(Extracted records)
━━━━━━

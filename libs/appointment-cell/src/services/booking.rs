// libs/appointment-cell/src/services/booking.rs
use std::sync::Arc;
use tracing::{debug, info, warn};

use doctor_cell::services::AvailabilityService;
use shared_config::{AppConfig, SchedulingRules};
use shared_database::{NewAppointment, SchedulingStore};
use shared_models::{Appointment, AppointmentStatus};

use crate::models::{AppointmentError, BookAppointmentRequest};
use crate::services::conflict::{find_slot_holder, has_prior_appointment};
use crate::services::lifecycle::AppointmentLifecycleService;

pub struct AppointmentBookingService<S: SchedulingStore> {
    store: Arc<S>,
    availability_service: AvailabilityService<S>,
    lifecycle_service: AppointmentLifecycleService,
    rules: SchedulingRules,
}

impl<S: SchedulingStore> AppointmentBookingService<S> {
    pub fn new(store: Arc<S>, config: &AppConfig) -> Self {
        Self::with_rules(store, config.scheduling.clone())
    }

    pub fn with_rules(store: Arc<S>, rules: SchedulingRules) -> Self {
        Self {
            availability_service: AvailabilityService::with_rules(Arc::clone(&store), rules.clone()),
            lifecycle_service: AppointmentLifecycleService::new(),
            store,
            rules,
        }
    }

    /// Book a single (date, time) slot with a doctor.
    ///
    /// The checks run against a snapshot read just before the insert. A booking
    /// that races past them is caught by the store's unique slot constraint and
    /// reported the same way as a slot found taken up front.
    pub async fn book_appointment(
        &self,
        request: BookAppointmentRequest,
    ) -> Result<Appointment, AppointmentError> {
        info!(
            "Booking appointment for patient {} with doctor {} at {} {}",
            request.patient_id, request.doctor_id, request.date, request.time
        );

        if self.rules.require_availability_window
            && !self
                .availability_service
                .covers(request.doctor_id, request.date, request.time)
                .await?
        {
            warn!("Doctor {} has no availability at {} {}", request.doctor_id, request.date, request.time);
            return Err(AppointmentError::DoctorNotAvailable {
                doctor_id: request.doctor_id,
                date: request.date,
                time: request.time,
            });
        }

        let doctor_day = self
            .store
            .list_appointments_for_doctor(request.doctor_id, request.date)
            .await?;
        if let Some(holder) = find_slot_holder(request.doctor_id, request.date, request.time, &doctor_day) {
            warn!(
                "Slot {} {} for doctor {} already held by appointment {}",
                request.date, request.time, request.doctor_id, holder.id
            );
            return Err(AppointmentError::SlotNotAvailable {
                doctor_id: request.doctor_id,
                date: request.date,
                time: request.time,
            });
        }

        if self.rules.block_same_day_duplicates {
            let history = self
                .store
                .list_appointments_for_pair(request.patient_id, request.doctor_id)
                .await?;
            if has_prior_appointment(request.patient_id, request.doctor_id, request.date, &history) {
                warn!(
                    "Patient {} already booked with doctor {} on {}",
                    request.patient_id, request.doctor_id, request.date
                );
                return Err(AppointmentError::DuplicateBooking {
                    patient_id: request.patient_id,
                    doctor_id: request.doctor_id,
                    date: request.date,
                });
            }
        }

        let appointment = self
            .store
            .insert_appointment(NewAppointment {
                patient_id: request.patient_id,
                doctor_id: request.doctor_id,
                date: request.date,
                time: request.time,
                appointment_type: request.appointment_type,
                notes: request.notes,
            })
            .await
            .map_err(|e| {
                if e.is_conflict() {
                    warn!("Lost booking race for doctor {} at {} {}", request.doctor_id, request.date, request.time);
                    AppointmentError::SlotNotAvailable {
                        doctor_id: request.doctor_id,
                        date: request.date,
                        time: request.time,
                    }
                } else {
                    e.into()
                }
            })?;

        info!("Appointment {} booked", appointment.id);
        Ok(appointment)
    }

    pub async fn get_appointment(&self, appointment_id: i64) -> Result<Appointment, AppointmentError> {
        debug!("Fetching appointment {}", appointment_id);

        self.store
            .get_appointment(appointment_id)
            .await?
            .ok_or(AppointmentError::NotFound(appointment_id))
    }

    /// Move an appointment to a new status, enforcing the lifecycle.
    ///
    /// The write only lands if the stored status is still the one validated
    /// here, so two concurrent terminal moves cannot both succeed.
    pub async fn update_status(
        &self,
        appointment_id: i64,
        new_status: AppointmentStatus,
    ) -> Result<Appointment, AppointmentError> {
        let current = self.get_appointment(appointment_id).await?;

        self.lifecycle_service
            .validate_status_transition(&current.status, &new_status)?;

        let updated = match self
            .store
            .update_appointment_status(appointment_id, current.status, new_status)
            .await
        {
            Ok(updated) => updated,
            Err(e) if e.is_not_found() => return Err(AppointmentError::NotFound(appointment_id)),
            Err(e) if e.is_conflict() => {
                // another writer moved the appointment after our read
                let stored = self.get_appointment(appointment_id).await?;
                warn!(
                    "Appointment {} changed to {} concurrently, rejecting move to {}",
                    appointment_id, stored.status, new_status
                );
                return Err(AppointmentError::InvalidStateTransition {
                    from: stored.status,
                    to: new_status,
                });
            }
            Err(e) => return Err(e.into()),
        };

        info!("Appointment {} moved from {} to {}", appointment_id, current.status, new_status);
        Ok(updated)
    }

    pub async fn cancel_appointment(&self, appointment_id: i64) -> Result<Appointment, AppointmentError> {
        self.update_status(appointment_id, AppointmentStatus::Cancelled).await
    }

    pub async fn complete_appointment(&self, appointment_id: i64) -> Result<Appointment, AppointmentError> {
        self.update_status(appointment_id, AppointmentStatus::Completed).await
    }

    pub async fn mark_no_show(&self, appointment_id: i64) -> Result<Appointment, AppointmentError> {
        self.update_status(appointment_id, AppointmentStatus::NoShow).await
    }
}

━━━━━━

The answer must be every line from the records above that contains the word "stored", copied in full.

    /// The write only lands if the stored status is still the one validated
                let stored = self.get_appointment(appointment_id).await?;
                    appointment_id, stored.status, new_status
                    from: stored.status,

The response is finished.